Low adoption produces the worst of both worlds — the cost of the system without the productivity benefit of the behavioral change.
The interventions that produce the highest adoption rates are those that make the technician's job demonstrably easier rather than adding administrative burden in exchange for management visibility.
A mobile work order completion process that saves the technician 30 minutes of end-of-shift administration produces adoption naturally.
A mobile work order completion process that adds five minutes of field data entry without any visible benefit to the technician produces resistance — regardless of the management visibility it creates.
Designing the productivity intervention from the technician's perspective — starting with what makes their job easier — produces both the adoption and the data quality that makes every other improvement initiative more effective.
Frequently Asked Questions
What is a realistic wrench time improvement target for a 12-month program?
Moving from 30% to 45% wrench time within 12 months is achievable for most manufacturing maintenance teams implementing the five levers in this guide.
The improvement is not linear — the first interventions typically produce the largest gains as the dominant non-wrench time categories are addressed.
Operations starting from particularly low wrench time baselines — below 25% — may achieve larger improvements as the most significant architectural barriers are resolved.
Does improving wrench time require hiring more technicians?
No — wrench time improvement recovers productive capacity from the existing team rather than adding headcount.

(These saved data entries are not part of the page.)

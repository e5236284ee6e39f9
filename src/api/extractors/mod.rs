pub mod auth_ctx;

pub use auth_ctx::{AuthCtx, AuthCtxExtractor, OptionalAuthCtx};
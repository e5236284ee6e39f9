use axum::Json;

use crate::api::dto::tracks::{TRACKS, TrackResponse};

pub async fn list_tracks() -> Json<Vec<TrackResponse>> {
    Json(TRACKS.to_vec())
}
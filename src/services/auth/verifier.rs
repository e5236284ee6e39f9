//! Bearer token verification.
//!
//! Turns a raw credential into a verified [`Subject`]. Two modes:
//! - `require_subject`: every failure is reported as a typed [`AuthError`].
//! - `optional_subject`: every failure collapses to `None`.
//!
//! Verification is a pure function of (credential, secret, current time).

use std::{fmt, sync::Arc};

use serde_json::Value;
use thiserror::Error;

use crate::services::auth::decoder::{Claims, ClaimsDecoder, DecodeError, Hs256Decoder};
use crate::services::auth::secret::Secret;

const USER_ID_CLAIM: &str = "user_id";

#[derive(Debug, Clone, PartialEq, Eq, Error)]
pub enum AuthError {
    /// Server misconfiguration: no secret to verify against.
    #[error("token secret is not configured")]
    Configuration,
    #[error("missing bearer credential")]
    MissingCredential,
    #[error("invalid token: {0}")]
    InvalidToken(InvalidTokenReason),
    #[error("token expired")]
    Expired,
}

#[derive(Debug, Clone, PartialEq, Eq)]
pub enum InvalidTokenReason {
    Decode(String),
    MissingUserId,
}

impl fmt::Display for InvalidTokenReason {
    fn fmt(&self, f: &mut fmt::Formatter<'_>) -> fmt::Result {
        match self {
            Self::Decode(e) => write!(f, "{}", e),
            Self::MissingUserId => write!(f, "missing user_id"),
        }
    }
}

impl From<DecodeError> for AuthError {
    fn from(e: DecodeError) -> Self {
        match e {
            DecodeError::Expired => Self::Expired,
            DecodeError::Malformed(reason) => {
                Self::InvalidToken(InvalidTokenReason::Decode(reason))
            }
        }
    }
}

/// Verified identity taken from the `user_id` claim. Never empty.
#[derive(Debug, Clone, PartialEq, Eq)]
pub struct Subject(String);

impl Subject {
    pub fn as_str(&self) -> &str {
        &self.0
    }

    pub fn into_string(self) -> String {
        self.0
    }
}

impl fmt::Display for Subject {
    fn fmt(&self, f: &mut fmt::Formatter<'_>) -> fmt::Result {
        f.write_str(&self.0)
    }
}

#[derive(Clone)]
pub struct TokenVerifier {
    secret: Option<Secret>,
    decoder: Arc<dyn ClaimsDecoder>,
}

impl fmt::Debug for TokenVerifier {
    fn fmt(&self, f: &mut fmt::Formatter<'_>) -> fmt::Result {
        f.debug_struct("TokenVerifier")
            .field("secret", &self.secret)
            .finish_non_exhaustive()
    }
}

impl TokenVerifier {
    pub fn new(secret: Option<Secret>, decoder: Arc<dyn ClaimsDecoder>) -> Self {
        Self { secret, decoder }
    }

    /// HS256 verifier with the given clock-skew leeway.
    pub fn hs256(secret: Option<Secret>, leeway_seconds: u64) -> Self {
        Self::new(secret, Arc::new(Hs256Decoder::new(leeway_seconds)))
    }

    pub fn is_configured(&self) -> bool {
        self.secret.is_some()
    }

    /// Mandatory mode.
    ///
    /// Check order: secret, credential presence, signature/structure, expiry, `user_id`.
    pub fn require_subject(&self, credential: Option<&str>) -> Result<Subject, AuthError> {
        let secret = self.secret.as_ref().ok_or(AuthError::Configuration)?;

        let token = credential
            .filter(|c| !c.is_empty())
            .ok_or(AuthError::MissingCredential)?;

        let claims = self.decoder.decode(token, secret)?;

        subject_from_claims(&claims)
            .ok_or(AuthError::InvalidToken(InvalidTokenReason::MissingUserId))
    }

    /// Optional mode: `None` for any failure, including an unconfigured secret.
    pub fn optional_subject(&self, credential: Option<&str>) -> Option<Subject> {
        self.require_subject(credential).ok()
    }
}

// `user_id` may be a non-empty string or a non-zero number (rendered as its JSON text).
// Zero counts as empty, like `""`.
fn subject_from_claims(claims: &Claims) -> Option<Subject> {
    match claims.get(USER_ID_CLAIM)? {
        Value::String(s) if !s.is_empty() => Some(Subject(s.clone())),
        Value::Number(n) if n.as_f64() != Some(0.0) => Some(Subject(n.to_string())),
        _ => None,
    }
}

#[cfg(test)]
mod tests {
    use super::*;
    use jsonwebtoken::{Algorithm, EncodingKey, Header, encode};
    use serde_json::json;

    fn sign(claims: &Value, key: &str) -> String {
        encode(
            &Header::new(Algorithm::HS256),
            claims,
            &EncodingKey::from_secret(key.as_bytes()),
        )
        .expect("failed to create test token")
    }

    fn verifier(secret: &str) -> TokenVerifier {
        TokenVerifier::hs256(Secret::new(secret), 0)
    }

    fn ten_seconds_ago() -> i64 {
        chrono::Utc::now().timestamp() - 10
    }

    /// Returns the same outcome for any token; no cryptography involved.
    struct StubDecoder(Result<Claims, DecodeError>);

    impl ClaimsDecoder for StubDecoder {
        fn decode(&self, _token: &str, _secret: &Secret) -> Result<Claims, DecodeError> {
            self.0.clone()
        }
    }

    fn stubbed(outcome: Result<Value, DecodeError>) -> TokenVerifier {
        let outcome = outcome.map(|v| match v {
            Value::Object(map) => map,
            other => panic!("stub claims must be an object, got {other}"),
        });
        TokenVerifier::new(Secret::new("s3cr3t"), Arc::new(StubDecoder(outcome)))
    }

    #[test]
    fn returns_user_id_for_valid_token() {
        let token = sign(&json!({"user_id": "42"}), "s3cr3t");

        let subject = verifier("s3cr3t")
            .require_subject(Some(&token))
            .expect("valid token");

        assert_eq!(subject.as_str(), "42");
    }

    #[test]
    fn accepts_unexpired_token() {
        let exp = chrono::Utc::now().timestamp() + 3600;
        let token = sign(&json!({"user_id": "user-123", "exp": exp}), "s3cr3t");

        let subject = verifier("s3cr3t").require_subject(Some(&token));

        assert_eq!(subject.map(Subject::into_string), Ok("user-123".to_string()));
    }

    #[test]
    fn token_from_other_secret_is_invalid() {
        let token = sign(&json!({"user_id": "42"}), "wrong");

        let result = verifier("s3cr3t").require_subject(Some(&token));

        assert!(matches!(
            result,
            Err(AuthError::InvalidToken(InvalidTokenReason::Decode(_)))
        ));
    }

    #[test]
    fn past_expiry_is_expired() {
        let token = sign(&json!({"user_id": "42", "exp": ten_seconds_ago()}), "s3cr3t");

        let result = verifier("s3cr3t").require_subject(Some(&token));

        assert_eq!(result, Err(AuthError::Expired));
    }

    #[test]
    fn absent_or_empty_credential_is_missing() {
        let v = verifier("s3cr3t");

        assert_eq!(v.require_subject(None), Err(AuthError::MissingCredential));
        assert_eq!(v.require_subject(Some("")), Err(AuthError::MissingCredential));
        assert_eq!(v.optional_subject(None), None);
        assert_eq!(v.optional_subject(Some("")), None);
    }

    #[test]
    fn missing_user_id_is_invalid() {
        let token = sign(&json!({"sub": "42"}), "s3cr3t");

        let result = verifier("s3cr3t").require_subject(Some(&token));

        assert_eq!(
            result,
            Err(AuthError::InvalidToken(InvalidTokenReason::MissingUserId))
        );
    }

    #[test]
    fn empty_zero_or_non_scalar_user_id_is_invalid() {
        for user_id in [
            json!(""),
            json!(0),
            json!(0.0),
            json!(null),
            json!(true),
            json!(["42"]),
            json!({}),
        ] {
            let token = sign(&json!({ "user_id": user_id }), "s3cr3t");

            let result = verifier("s3cr3t").require_subject(Some(&token));

            assert_eq!(
                result,
                Err(AuthError::InvalidToken(InvalidTokenReason::MissingUserId)),
                "user_id {user_id} should be rejected"
            );
        }
    }

    #[test]
    fn numeric_user_id_is_coerced_to_string() {
        let token = sign(&json!({"user_id": 42}), "s3cr3t");

        let subject = verifier("s3cr3t").require_subject(Some(&token));

        assert_eq!(subject.map(Subject::into_string), Ok("42".to_string()));
    }

    #[test]
    fn unconfigured_secret_is_configuration_error() {
        let v = TokenVerifier::hs256(None, 0);
        let token = sign(&json!({"user_id": "42"}), "s3cr3t");

        assert!(!v.is_configured());
        for credential in [None, Some(""), Some("garbage"), Some(token.as_str())] {
            assert_eq!(v.require_subject(credential), Err(AuthError::Configuration));
            assert_eq!(v.optional_subject(credential), None);
        }
    }

    #[test]
    fn verification_is_idempotent() {
        let v = verifier("s3cr3t");
        let token = sign(&json!({"user_id": "42"}), "s3cr3t");

        let first = v.require_subject(Some(&token));
        let second = v.require_subject(Some(&token));

        assert_eq!(first, second);
        assert!(first.is_ok());
    }

    #[test]
    fn optional_mode_swallows_every_failure() {
        let v = verifier("s3cr3t");
        let wrong = sign(&json!({"user_id": "42"}), "wrong");
        let expired = sign(&json!({"user_id": "42", "exp": ten_seconds_ago()}), "s3cr3t");
        let empty_user = sign(&json!({"user_id": ""}), "s3cr3t");

        assert_eq!(v.optional_subject(Some("not-a-jwt")), None);
        assert_eq!(v.optional_subject(Some(&wrong)), None);
        assert_eq!(v.optional_subject(Some(&expired)), None);
        assert_eq!(v.optional_subject(Some(&empty_user)), None);
    }

    #[test]
    fn optional_mode_returns_subject_for_valid_token() {
        let token = sign(&json!({"user_id": "42"}), "s3cr3t");

        let subject = verifier("s3cr3t").optional_subject(Some(&token));

        assert_eq!(subject.as_ref().map(Subject::as_str), Some("42"));
    }

    #[test]
    fn decoder_outcomes_map_to_auth_errors() {
        assert_eq!(
            stubbed(Err(DecodeError::Expired)).require_subject(Some("t")),
            Err(AuthError::Expired)
        );
        assert_eq!(
            stubbed(Err(DecodeError::Malformed("bad".into()))).require_subject(Some("t")),
            Err(AuthError::InvalidToken(InvalidTokenReason::Decode(
                "bad".into()
            )))
        );
        assert_eq!(
            stubbed(Ok(json!({"user_id": "7"})))
                .require_subject(Some("t"))
                .map(Subject::into_string),
            Ok("7".to_string())
        );
    }

    #[test]
    fn missing_credential_is_checked_before_decoding() {
        let v = stubbed(Ok(json!({"user_id": "7"})));

        assert_eq!(v.require_subject(None), Err(AuthError::MissingCredential));
    }

    #[test]
    fn auth_error_display() {
        assert_eq!(
            AuthError::InvalidToken(InvalidTokenReason::MissingUserId).to_string(),
            "invalid token: missing user_id"
        );
        assert_eq!(AuthError::Expired.to_string(), "token expired");
    }
}
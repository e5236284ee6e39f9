/*
 * Responsibility
 * - ドメインサービス (認証など) の公開インターフェース
 */
pub mod auth;
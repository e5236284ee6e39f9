use std::convert::Infallible;

use axum::extract::FromRequestParts;
use axum::http::request::Parts;

use crate::error::AppError;
use crate::state::AppState;

use super::AuthCtx;

/// Handler で、 AuthCtx を受け取るための extractor
/// middleware が AuthCtx を request.extensions() に insert 済みである前提
/// 見つからない場合は 401 を返す（認証がかかってない・ミドルウェア未設定）
pub struct AuthCtxExtractor(pub AuthCtx);

impl FromRequestParts<AppState> for AuthCtxExtractor
where
    AppState: Send + Sync,
{
    type Rejection = AppError;

    async fn from_request_parts(
        parts: &mut Parts,
        _state: &AppState,
    ) -> Result<Self, Self::Rejection> {
        parts
            .extensions
            .get::<AuthCtx>()
            .cloned()
            .map(AuthCtxExtractor)
            .ok_or(AppError::Unauthorized {
                message: "Missing or invalid authorization header",
                challenge: true,
            })
    }
}

/// 認証任意の route 用。AuthCtx が無ければ None (拒否しない)
pub struct OptionalAuthCtx(pub Option<AuthCtx>);

impl FromRequestParts<AppState> for OptionalAuthCtx
where
    AppState: Send + Sync,
{
    type Rejection = Infallible;

    async fn from_request_parts(
        parts: &mut Parts,
        _state: &AppState,
    ) -> Result<Self, Self::Rejection> {
        Ok(OptionalAuthCtx(parts.extensions.get::<AuthCtx>().cloned()))
    }
}
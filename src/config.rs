/*
 * Responsibility
 * - 環境変数や設定の読み込み (PORT, CORS 許可、JWT_SECRET など)
 * - 設定値のバリデーション (不正なら起動失敗)
 * - JWT_SECRET の欠落は起動失敗にしない (保護ルートが 500 を返す)
 */
use std::fmt;
use std::net::SocketAddr;
use std::str::FromStr;

use axum::http::HeaderValue;

use crate::services::auth::{MAX_LEEWAY_SECONDS, Secret};

const DEFAULT_PORT: u16 = 8000;
const DEFAULT_CORS_ALLOWED_ORIGINS: &str = "http://localhost:3000";

#[derive(Debug, Clone, Copy, PartialEq, Eq)]
pub enum AppEnv {
    Development,
    Production,
}

impl AppEnv {
    fn parse(value: &str) -> Self {
        match value.to_ascii_lowercase().as_str() {
            "production" | "prod" => Self::Production,
            _ => Self::Development,
        }
    }

    pub fn is_production(&self) -> bool {
        matches!(self, Self::Production)
    }
}

#[derive(Debug, PartialEq, Eq)]
pub enum ConfigError {
    Invalid(&'static str),
}

impl fmt::Display for ConfigError {
    fn fmt(&self, f: &mut fmt::Formatter<'_>) -> fmt::Result {
        match self {
            ConfigError::Invalid(key) => write!(f, "invalid configuration: {}", key),
        }
    }
}

impl std::error::Error for ConfigError {}

#[derive(Debug, Clone)]
pub struct Config {
    pub addr: SocketAddr,
    pub app_env: AppEnv,
    pub cors_allowed_origins: Vec<String>,

    // None when JWT_SECRET is unset or empty.
    pub jwt_secret: Option<Secret>,
    pub token_leeway_seconds: u64,
}

impl Config {
    pub fn from_env() -> Result<Self, ConfigError> {
        dotenvy::dotenv().ok();
        Self::from_lookup(|key| std::env::var(key).ok())
    }

    /// Build from an arbitrary key lookup (process env in production, a map in tests).
    pub fn from_lookup<F>(lookup: F) -> Result<Self, ConfigError>
    where
        F: Fn(&str) -> Option<String>,
    {
        let port: u16 = match lookup("PORT") {
            Some(s) => s.trim().parse().map_err(|_| ConfigError::Invalid("PORT"))?,
            None => DEFAULT_PORT,
        };

        let addr: SocketAddr = SocketAddr::from_str(&format!("0.0.0.0:{}", port))
            .map_err(|_| ConfigError::Invalid("PORT"))?;

        let app_env = lookup("APP_ENV")
            .map(|v| AppEnv::parse(&v))
            .unwrap_or(AppEnv::Development);

        let cors_allowed_origins = lookup("CORS_ALLOWED_ORIGINS")
            .unwrap_or_else(|| DEFAULT_CORS_ALLOWED_ORIGINS.to_string())
            .split(',')
            .map(|s| s.trim().to_string())
            .filter(|s| !s.is_empty())
            .collect::<Vec<_>>();

        if cors_allowed_origins
            .iter()
            .any(|o| HeaderValue::from_str(o).is_err())
        {
            return Err(ConfigError::Invalid("CORS_ALLOWED_ORIGINS"));
        }

        let jwt_secret = lookup("JWT_SECRET").and_then(Secret::new);

        let token_leeway_seconds = match lookup("TOKEN_LEEWAY_SECONDS") {
            Some(v) => v
                .trim()
                .parse::<u64>()
                .ok()
                .filter(|secs| *secs <= MAX_LEEWAY_SECONDS)
                .ok_or(ConfigError::Invalid("TOKEN_LEEWAY_SECONDS"))?,
            None => 0,
        };

        Ok(Self {
            addr,
            app_env,
            cors_allowed_origins,
            jwt_secret,
            token_leeway_seconds,
        })
    }
}
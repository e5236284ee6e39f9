/*!
 * Authentication context extractor
 *
 * Responsibility:
 * - 認証済みリクエストのコンテキスト（AuthCtx）を handler に提供する
 * - HTTP / axum 依存は core に閉じ込め、型定義は types に分離する
 *
 * Public API:
 * - AuthCtx
 * - AuthCtxExtractor (必須)
 * - OptionalAuthCtx (任意)
 */

mod core;
mod types;

pub use self::core::{AuthCtxExtractor, OptionalAuthCtx};
pub use types::AuthCtx;
/// Factory: build `TokenVerifier` from application `Config`.
use std::sync::Arc;

use crate::config::Config;
use crate::services::auth::TokenVerifier;

pub fn build_token_verifier(config: &Config) -> Arc<TokenVerifier> {
    let verifier = TokenVerifier::hs256(config.jwt_secret.clone(), config.token_leeway_seconds);

    if !verifier.is_configured() {
        tracing::warn!("JWT_SECRET is not set; protected routes will answer 500");
    }

    Arc::new(verifier)
}
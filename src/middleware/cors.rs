//! CORS policy for the browser frontend.
//!
//! Note:
//! - CORS is enforced by browsers. Server-to-server calls (e.g. the frontend's
//!   backend proxy) are not restricted by CORS.
//! - This middleware should be applied at the Router level (not inside handlers).
//!
//! Policy:
//! - Allowlist origins from Config (comma-separated env var, exact match), WITH credentials.
//! - An empty allowlist allows none (no CORS headers).

use axum::Router;
use axum::http::{HeaderName, HeaderValue, Method, header};
use tower_http::cors::{AllowOrigin, CorsLayer};

use crate::config::Config;

/// Apply CORS policy to the given Router.
///
/// IMPORTANT:
/// - tower-http rejects wildcard origin/methods/headers together with
///   `allow_credentials(true)`, so everything here is listed explicitly.
pub fn apply(router: Router, config: &Config) -> Router {
    let allowed: Vec<HeaderValue> = config
        .cors_allowed_origins
        .iter()
        .filter_map(|s| HeaderValue::from_str(s).ok())
        .collect();

    let cors = CorsLayer::new()
        .allow_origin(AllowOrigin::list(allowed))
        .allow_credentials(true)
        .allow_methods([
            Method::GET,
            Method::POST,
            Method::PUT,
            Method::PATCH,
            Method::DELETE,
            Method::OPTIONS,
        ])
        .allow_headers([
            header::AUTHORIZATION,
            header::CONTENT_TYPE,
            header::ACCEPT,
            HeaderName::from_static("x-request-id"),
        ])
        .max_age(std::time::Duration::from_secs(60 * 10));

    router.layer(cors)
}
//! Signed-claims decoding.
//!
//! `ClaimsDecoder` is the seam between the verifier and the JWT library so that
//! verifier logic can be exercised with a deterministic stand-in.

use jsonwebtoken::{Algorithm, DecodingKey, Validation};
use serde_json::Value;
use thiserror::Error;

use crate::services::auth::secret::Secret;

/// Upper bound for clock-skew leeway. jsonwebtoken does unchecked `now ± leeway`
/// arithmetic on u64, so the value must stay small.
pub const MAX_LEEWAY_SECONDS: u64 = 24 * 60 * 60;

/// Decoded JWT payload (claim name -> value).
pub type Claims = serde_json::Map<String, Value>;

#[derive(Debug, Clone, PartialEq, Eq, Error)]
pub enum DecodeError {
    /// Bad segments / base64 / JSON, signature mismatch, wrong algorithm, bad claim format.
    #[error("malformed token: {0}")]
    Malformed(String),
    /// Signature is valid but `exp` is in the past.
    #[error("token expired")]
    Expired,
}

pub trait ClaimsDecoder: Send + Sync {
    fn decode(&self, token: &str, secret: &Secret) -> Result<Claims, DecodeError>;
}

/// HS256-only decoder backed by `jsonwebtoken`.
///
/// The algorithm is pinned: tokens announcing anything else (including `none`)
/// are rejected before the signature is looked at.
#[derive(Debug, Clone)]
pub struct Hs256Decoder {
    validation: Validation,
    leeway_seconds: u64,
}

impl Hs256Decoder {
    /// `leeway_seconds` is clamped to [`MAX_LEEWAY_SECONDS`].
    pub fn new(leeway_seconds: u64) -> Self {
        let leeway_seconds = leeway_seconds.min(MAX_LEEWAY_SECONDS);

        let mut validation = Validation::new(Algorithm::HS256);
        // Tokens from the frontend only guarantee `user_id`.
        validation.required_spec_claims.clear();
        // jsonwebtoken reads `exp` as u64 and accepts `exp == now`; `check_exp_claim` owns it.
        validation.validate_exp = false;
        validation.validate_nbf = true;
        validation.leeway = leeway_seconds;

        Self {
            validation,
            leeway_seconds,
        }
    }
}

impl Default for Hs256Decoder {
    fn default() -> Self {
        Self::new(0)
    }
}

impl ClaimsDecoder for Hs256Decoder {
    fn decode(&self, token: &str, secret: &Secret) -> Result<Claims, DecodeError> {
        let key = DecodingKey::from_secret(secret.as_bytes());

        let data = jsonwebtoken::decode::<Claims>(token, &key, &self.validation)
            .map_err(map_jwt_error)?;

        check_exp_claim(&data.claims, self.leeway_seconds)?;

        Ok(data.claims)
    }
}

fn map_jwt_error(error: jsonwebtoken::errors::Error) -> DecodeError {
    DecodeError::Malformed(error.to_string())
}

// Any JSON number is a valid `exp` (integer, fractional, negative). The token is
// expired once `exp <= now - leeway`, i.e. `exp` must be strictly in the future.
fn check_exp_claim(claims: &Claims, leeway_seconds: u64) -> Result<(), DecodeError> {
    let exp = match claims.get("exp") {
        None => return Ok(()),
        Some(Value::Number(n)) => n
            .as_f64()
            .ok_or_else(|| DecodeError::Malformed("'exp' is not a number".into()))?,
        Some(_) => return Err(DecodeError::Malformed("'exp' is not a number".into())),
    };

    let now = chrono::Utc::now().timestamp() as f64;
    if exp <= now - leeway_seconds as f64 {
        return Err(DecodeError::Expired);
    }

    Ok(())
}
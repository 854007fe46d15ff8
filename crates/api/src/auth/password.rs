//! Argon2id password hashing and verification.
//!
//! All password hashes use the Argon2id variant with a cryptographically random
//! salt generated via [`OsRng`]. The PHC string format is used for storage so
//! that algorithm parameters and salt are embedded in the hash itself.

use argon2::password_hash::rand_core::OsRng;
use argon2::password_hash::{PasswordHash, PasswordHasher, PasswordVerifier, SaltString};
use argon2::Argon2;

/// Hash a plaintext password using Argon2id with a random salt.
///
/// Returns the PHC-formatted hash string (includes algorithm, params, salt, and hash).
pub fn hash_password(password: &str) -> Result<String, argon2::password_hash::Error> {
    let salt = SaltString::generate(&mut OsRng);
    let hash = Argon2::default().hash_password(password.as_bytes(), &salt)?;
    Ok(hash.to_string())
}

/// Verify a plaintext password against a stored PHC-formatted Argon2 hash.
///
/// Returns `Ok(true)` if the password matches, `Ok(false)` if it does not.
/// The final digest comparison is constant-time.
pub fn verify_password(password: &str, hash: &str) -> Result<bool, argon2::password_hash::Error> {
    let parsed_hash = PasswordHash::new(hash)?;
    match Argon2::default().verify_password(password.as_bytes(), &parsed_hash) {
        Ok(()) => Ok(true),
        Err(argon2::password_hash::Error::Password) => Ok(false),
        Err(e) => Err(e),
    }
}
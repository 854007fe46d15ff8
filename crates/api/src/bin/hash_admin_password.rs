//! Print the Argon2id hash of a password read from stdin.
//!
//! ```text
//! printf '%s' 'the-admin-password' | hash-admin-password > .hashedpass
//! ```

use std::io::Read;
use std::process::ExitCode;

use trainer_api::auth::password::hash_password;

fn main() -> ExitCode {
    let mut input = String::new();
    if let Err(e) = std::io::stdin().read_to_string(&mut input) {
        eprintln!("Failed to read password from stdin: {e}");
        return ExitCode::FAILURE;
    }

    let password = input.trim_end_matches(['\r', '\n']);
    if password.is_empty() {
        eprintln!("Refusing to hash an empty password");
        return ExitCode::FAILURE;
    }

    match hash_password(password) {
        Ok(hash) => {
            println!("{hash}");
            ExitCode::SUCCESS
        }
        Err(e) => {
            eprintln!("Failed to hash password: {e}");
            ExitCode::FAILURE
        }
    }
}
//! Request handlers, grouped by the part of the site they serve.

pub mod admin;
pub mod fallback;
pub mod pages;
pub mod training;
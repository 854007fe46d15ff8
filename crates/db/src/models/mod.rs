//! Row structs and create DTOs for the catalog tables.

pub mod character;
pub mod lesson;
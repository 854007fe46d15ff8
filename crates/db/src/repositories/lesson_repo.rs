//! Repository for the `lesson` table.

use sqlx::PgPool;
use trainer_core::types::DbId;

use crate::error::StoreError;
use crate::models::lesson::{CreateLesson, Lesson};

/// Column list shared across queries to avoid repetition.
const COLUMNS: &str = "lesson_id AS id, character_id, name, number, gif, description, \
     learning_time_seconds, training_time_seconds, test_time_seconds";

/// Read and seed operations for lessons.
pub struct LessonRepo;

impl LessonRepo {
    /// Insert a lesson, returning the created row.
    ///
    /// Fails with a foreign-key violation if `character_id` does not exist.
    pub async fn create(pool: &PgPool, input: &CreateLesson) -> Result<Lesson, StoreError> {
        let query = format!(
            "INSERT INTO lesson (character_id, name, number, gif, description,
                                 learning_time_seconds, training_time_seconds, test_time_seconds)
             VALUES ($1, $2, $3, $4, $5, $6, $7, $8)
             RETURNING {COLUMNS}"
        );
        let lesson = sqlx::query_as::<_, Lesson>(&query)
            .bind(input.character_id)
            .bind(&input.name)
            .bind(input.number)
            .bind(&input.gif)
            .bind(&input.description)
            .bind(input.learning_time_seconds)
            .bind(input.training_time_seconds)
            .bind(input.test_time_seconds)
            .fetch_one(pool)
            .await?;
        Ok(lesson)
    }

    /// List the lessons of one character, ordered by lesson number.
    ///
    /// A character without lessons yields an empty vector.
    pub async fn list_by_character(
        pool: &PgPool,
        character_id: DbId,
    ) -> Result<Vec<Lesson>, StoreError> {
        let query = format!(
            "SELECT {COLUMNS} FROM lesson
             WHERE character_id = $1
             ORDER BY number ASC, lesson_id ASC"
        );
        let rows = sqlx::query_as::<_, Lesson>(&query)
            .bind(character_id)
            .fetch_all(pool)
            .await?;
        Ok(rows)
    }

    /// List every lesson ordered by id.
    pub async fn list_all(pool: &PgPool) -> Result<Vec<Lesson>, StoreError> {
        let query = format!("SELECT {COLUMNS} FROM lesson ORDER BY lesson_id ASC");
        let rows = sqlx::query_as::<_, Lesson>(&query)
            .fetch_all(pool)
            .await?;
        Ok(rows)
    }
}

The recovered capacity can be directed toward PM compliance improvement, condition-based maintenance program development, or backlog reduction — depending on which of those priorities is most financially significant for the operation.
How does wrench time connect to MTTR?
Higher wrench time does not directly reduce MTTR — a technician who spends more time on hands-on work is not necessarily a faster repairer.
The connection is indirect.
The information quality and parts staging improvements that increase wrench time — by eliminating non-productive trips and delays — also reduce the diagnosis and dispatch components of MTTR.
A technician who arrives at the machine with complete information and pre-staged parts produces both higher wrench time and lower MTTR from the same set of architectural improvements.
The maintenance team that is working hard but producing poor OEE outcomes is almost never the problem. The architecture that surrounds them — the work orders they receive, the information they have access to, the parts they can find, the coordination they depend on — is almost always the problem. Fixing the architecture recovers the productivity that the team's effort is already generating but the system is currently wasting.